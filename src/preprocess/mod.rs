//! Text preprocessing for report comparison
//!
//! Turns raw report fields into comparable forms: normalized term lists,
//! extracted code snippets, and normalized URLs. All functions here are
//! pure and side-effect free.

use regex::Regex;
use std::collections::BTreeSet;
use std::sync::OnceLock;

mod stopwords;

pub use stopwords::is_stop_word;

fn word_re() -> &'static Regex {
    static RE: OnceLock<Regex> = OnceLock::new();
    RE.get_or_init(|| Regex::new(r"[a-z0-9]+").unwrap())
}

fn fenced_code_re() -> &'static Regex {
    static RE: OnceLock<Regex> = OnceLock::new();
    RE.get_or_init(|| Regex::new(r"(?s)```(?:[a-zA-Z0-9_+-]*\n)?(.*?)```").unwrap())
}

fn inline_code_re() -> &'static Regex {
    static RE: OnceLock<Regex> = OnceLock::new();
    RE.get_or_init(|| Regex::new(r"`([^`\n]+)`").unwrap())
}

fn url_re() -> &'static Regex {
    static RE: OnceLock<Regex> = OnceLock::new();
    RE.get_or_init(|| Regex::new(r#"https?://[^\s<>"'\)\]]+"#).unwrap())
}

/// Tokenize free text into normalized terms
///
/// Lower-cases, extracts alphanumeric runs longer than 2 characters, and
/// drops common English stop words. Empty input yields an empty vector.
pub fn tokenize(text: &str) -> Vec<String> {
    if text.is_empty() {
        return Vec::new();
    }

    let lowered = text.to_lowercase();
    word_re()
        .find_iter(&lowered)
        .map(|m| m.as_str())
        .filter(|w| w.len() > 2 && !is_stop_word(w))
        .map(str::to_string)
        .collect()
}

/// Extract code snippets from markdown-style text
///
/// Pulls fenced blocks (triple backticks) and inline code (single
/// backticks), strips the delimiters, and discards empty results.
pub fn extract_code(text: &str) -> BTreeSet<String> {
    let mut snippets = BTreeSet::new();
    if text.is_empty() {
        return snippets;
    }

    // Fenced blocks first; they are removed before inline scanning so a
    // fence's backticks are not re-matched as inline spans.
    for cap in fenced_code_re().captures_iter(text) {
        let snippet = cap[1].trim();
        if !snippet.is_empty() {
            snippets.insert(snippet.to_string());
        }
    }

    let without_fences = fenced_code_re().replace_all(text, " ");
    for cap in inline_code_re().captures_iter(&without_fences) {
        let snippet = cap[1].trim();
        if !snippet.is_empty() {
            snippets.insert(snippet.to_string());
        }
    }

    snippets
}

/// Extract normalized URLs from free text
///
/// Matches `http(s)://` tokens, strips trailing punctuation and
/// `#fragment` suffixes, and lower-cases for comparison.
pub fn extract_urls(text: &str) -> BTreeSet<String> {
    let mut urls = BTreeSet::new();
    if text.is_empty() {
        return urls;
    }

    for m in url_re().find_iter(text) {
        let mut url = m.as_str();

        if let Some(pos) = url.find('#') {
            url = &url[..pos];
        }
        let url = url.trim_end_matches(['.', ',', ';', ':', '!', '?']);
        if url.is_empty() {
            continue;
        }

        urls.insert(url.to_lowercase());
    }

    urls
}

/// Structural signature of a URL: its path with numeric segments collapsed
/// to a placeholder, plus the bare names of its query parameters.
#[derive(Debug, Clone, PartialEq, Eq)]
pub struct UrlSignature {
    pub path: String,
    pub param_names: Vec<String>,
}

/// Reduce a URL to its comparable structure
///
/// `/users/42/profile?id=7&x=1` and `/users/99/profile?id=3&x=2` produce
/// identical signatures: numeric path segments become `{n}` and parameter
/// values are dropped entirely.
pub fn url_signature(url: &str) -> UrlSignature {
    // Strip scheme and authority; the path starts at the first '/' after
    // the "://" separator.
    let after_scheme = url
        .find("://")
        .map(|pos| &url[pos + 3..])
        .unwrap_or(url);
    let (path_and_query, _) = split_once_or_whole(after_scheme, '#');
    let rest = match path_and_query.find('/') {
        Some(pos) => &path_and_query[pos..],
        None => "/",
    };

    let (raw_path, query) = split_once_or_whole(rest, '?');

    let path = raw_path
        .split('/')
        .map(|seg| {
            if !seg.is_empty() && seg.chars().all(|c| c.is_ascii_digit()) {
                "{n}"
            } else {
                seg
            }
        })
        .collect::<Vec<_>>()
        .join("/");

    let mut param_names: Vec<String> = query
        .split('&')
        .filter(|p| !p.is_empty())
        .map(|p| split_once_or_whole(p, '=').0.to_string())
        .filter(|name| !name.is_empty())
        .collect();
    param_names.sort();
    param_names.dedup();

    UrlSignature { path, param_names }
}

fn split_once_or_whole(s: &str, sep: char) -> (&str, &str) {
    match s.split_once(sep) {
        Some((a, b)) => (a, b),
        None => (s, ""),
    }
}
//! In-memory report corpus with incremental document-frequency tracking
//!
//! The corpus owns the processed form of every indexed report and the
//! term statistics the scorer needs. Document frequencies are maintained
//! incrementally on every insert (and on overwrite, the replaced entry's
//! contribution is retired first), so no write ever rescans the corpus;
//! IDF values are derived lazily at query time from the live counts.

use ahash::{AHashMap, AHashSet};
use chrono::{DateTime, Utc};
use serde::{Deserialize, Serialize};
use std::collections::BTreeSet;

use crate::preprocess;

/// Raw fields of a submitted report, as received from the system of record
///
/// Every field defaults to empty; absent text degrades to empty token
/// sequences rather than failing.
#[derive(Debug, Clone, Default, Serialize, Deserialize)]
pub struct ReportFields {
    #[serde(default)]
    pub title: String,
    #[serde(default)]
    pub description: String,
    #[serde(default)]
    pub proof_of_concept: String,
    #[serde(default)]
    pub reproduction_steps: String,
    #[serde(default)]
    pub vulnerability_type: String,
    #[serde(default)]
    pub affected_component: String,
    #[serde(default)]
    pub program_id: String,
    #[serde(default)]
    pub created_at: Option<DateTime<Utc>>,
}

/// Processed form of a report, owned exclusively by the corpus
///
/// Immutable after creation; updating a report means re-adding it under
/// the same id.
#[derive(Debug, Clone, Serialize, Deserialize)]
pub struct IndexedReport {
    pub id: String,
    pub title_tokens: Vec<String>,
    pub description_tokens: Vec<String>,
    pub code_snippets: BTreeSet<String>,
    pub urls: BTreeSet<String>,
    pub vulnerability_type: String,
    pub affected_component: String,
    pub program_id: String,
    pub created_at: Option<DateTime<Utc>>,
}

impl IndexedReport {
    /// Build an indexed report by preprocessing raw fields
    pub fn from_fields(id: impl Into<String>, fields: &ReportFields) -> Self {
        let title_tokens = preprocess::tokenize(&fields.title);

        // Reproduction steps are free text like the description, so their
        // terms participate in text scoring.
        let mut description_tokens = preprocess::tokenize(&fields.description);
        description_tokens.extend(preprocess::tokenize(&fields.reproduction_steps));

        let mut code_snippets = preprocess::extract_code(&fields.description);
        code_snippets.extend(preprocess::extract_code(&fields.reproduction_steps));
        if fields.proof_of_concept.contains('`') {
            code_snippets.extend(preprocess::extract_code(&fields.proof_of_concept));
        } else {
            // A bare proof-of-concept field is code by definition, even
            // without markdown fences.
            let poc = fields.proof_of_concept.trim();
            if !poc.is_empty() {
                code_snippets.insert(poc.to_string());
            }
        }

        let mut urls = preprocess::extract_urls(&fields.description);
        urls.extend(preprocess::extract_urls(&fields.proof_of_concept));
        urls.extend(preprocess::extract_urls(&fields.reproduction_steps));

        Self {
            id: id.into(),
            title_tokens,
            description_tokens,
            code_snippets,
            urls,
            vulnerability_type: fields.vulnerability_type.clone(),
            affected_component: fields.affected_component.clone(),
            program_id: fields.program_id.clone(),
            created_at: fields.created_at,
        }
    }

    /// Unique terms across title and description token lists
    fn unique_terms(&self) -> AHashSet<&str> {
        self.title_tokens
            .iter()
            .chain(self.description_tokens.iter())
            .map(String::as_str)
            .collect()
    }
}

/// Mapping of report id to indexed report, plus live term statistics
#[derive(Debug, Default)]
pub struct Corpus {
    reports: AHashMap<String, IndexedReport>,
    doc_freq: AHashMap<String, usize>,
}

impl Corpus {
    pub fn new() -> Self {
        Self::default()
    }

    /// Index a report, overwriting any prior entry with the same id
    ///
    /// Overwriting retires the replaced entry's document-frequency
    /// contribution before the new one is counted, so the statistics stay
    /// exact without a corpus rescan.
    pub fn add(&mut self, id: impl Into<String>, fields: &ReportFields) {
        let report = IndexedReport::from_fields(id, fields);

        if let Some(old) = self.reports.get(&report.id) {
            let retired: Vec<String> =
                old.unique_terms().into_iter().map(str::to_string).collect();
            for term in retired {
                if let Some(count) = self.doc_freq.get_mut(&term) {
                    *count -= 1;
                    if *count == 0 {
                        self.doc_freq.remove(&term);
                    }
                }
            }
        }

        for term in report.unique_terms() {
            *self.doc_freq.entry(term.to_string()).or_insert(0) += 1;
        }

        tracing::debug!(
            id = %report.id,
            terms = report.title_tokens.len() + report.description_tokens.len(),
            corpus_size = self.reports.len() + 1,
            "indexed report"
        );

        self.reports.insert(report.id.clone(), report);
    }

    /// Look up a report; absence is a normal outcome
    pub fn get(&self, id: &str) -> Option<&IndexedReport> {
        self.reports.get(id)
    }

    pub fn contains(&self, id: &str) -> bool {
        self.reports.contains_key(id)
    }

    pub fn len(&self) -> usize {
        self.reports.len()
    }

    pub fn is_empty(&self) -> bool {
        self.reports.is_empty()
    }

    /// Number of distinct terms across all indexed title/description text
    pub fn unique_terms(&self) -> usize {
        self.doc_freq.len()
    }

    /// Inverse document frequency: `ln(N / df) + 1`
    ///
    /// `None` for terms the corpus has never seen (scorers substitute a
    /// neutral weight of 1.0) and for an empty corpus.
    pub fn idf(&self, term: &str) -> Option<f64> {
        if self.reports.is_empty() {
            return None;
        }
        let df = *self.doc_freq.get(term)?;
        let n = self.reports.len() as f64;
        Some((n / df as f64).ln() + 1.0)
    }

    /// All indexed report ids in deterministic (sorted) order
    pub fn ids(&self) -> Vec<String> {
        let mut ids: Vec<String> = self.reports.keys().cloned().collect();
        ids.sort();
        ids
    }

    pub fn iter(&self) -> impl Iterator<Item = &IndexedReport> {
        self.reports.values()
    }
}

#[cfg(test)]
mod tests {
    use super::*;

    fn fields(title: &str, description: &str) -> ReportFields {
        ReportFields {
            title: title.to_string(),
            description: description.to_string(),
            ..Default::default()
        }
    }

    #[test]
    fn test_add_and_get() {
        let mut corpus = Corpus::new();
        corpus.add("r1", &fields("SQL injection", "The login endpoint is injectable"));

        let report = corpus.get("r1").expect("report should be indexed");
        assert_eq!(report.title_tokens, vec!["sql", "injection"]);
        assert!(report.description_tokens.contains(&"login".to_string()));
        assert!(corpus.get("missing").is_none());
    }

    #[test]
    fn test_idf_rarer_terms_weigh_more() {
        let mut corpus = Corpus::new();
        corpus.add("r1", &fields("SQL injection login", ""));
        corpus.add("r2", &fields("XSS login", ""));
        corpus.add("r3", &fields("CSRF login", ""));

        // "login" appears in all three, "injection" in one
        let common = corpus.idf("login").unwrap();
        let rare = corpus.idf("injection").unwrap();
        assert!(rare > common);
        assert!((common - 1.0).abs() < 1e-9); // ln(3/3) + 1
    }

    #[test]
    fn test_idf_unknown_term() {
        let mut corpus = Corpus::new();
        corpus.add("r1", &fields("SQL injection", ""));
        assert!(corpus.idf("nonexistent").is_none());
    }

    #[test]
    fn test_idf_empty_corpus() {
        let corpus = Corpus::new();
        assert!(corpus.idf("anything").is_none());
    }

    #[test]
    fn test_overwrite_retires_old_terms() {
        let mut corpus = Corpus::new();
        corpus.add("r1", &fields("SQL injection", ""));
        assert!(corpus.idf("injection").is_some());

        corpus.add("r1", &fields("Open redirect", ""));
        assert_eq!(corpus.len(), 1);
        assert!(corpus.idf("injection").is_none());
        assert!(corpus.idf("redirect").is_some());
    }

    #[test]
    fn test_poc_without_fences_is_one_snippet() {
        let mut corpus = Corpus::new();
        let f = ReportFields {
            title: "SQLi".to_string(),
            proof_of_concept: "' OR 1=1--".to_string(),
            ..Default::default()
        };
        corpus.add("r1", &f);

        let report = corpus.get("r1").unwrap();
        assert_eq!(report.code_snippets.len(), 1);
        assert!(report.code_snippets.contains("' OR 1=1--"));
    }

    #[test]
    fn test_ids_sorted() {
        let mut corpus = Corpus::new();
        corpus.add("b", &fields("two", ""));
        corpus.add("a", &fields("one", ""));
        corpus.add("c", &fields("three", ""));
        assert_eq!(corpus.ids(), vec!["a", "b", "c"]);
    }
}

────────────────────────────────────────

Where a line of the entries contains the word "return", copy that line.

__Task answer__
        return Vec::new();
        return snippets;
        return urls;
            return None;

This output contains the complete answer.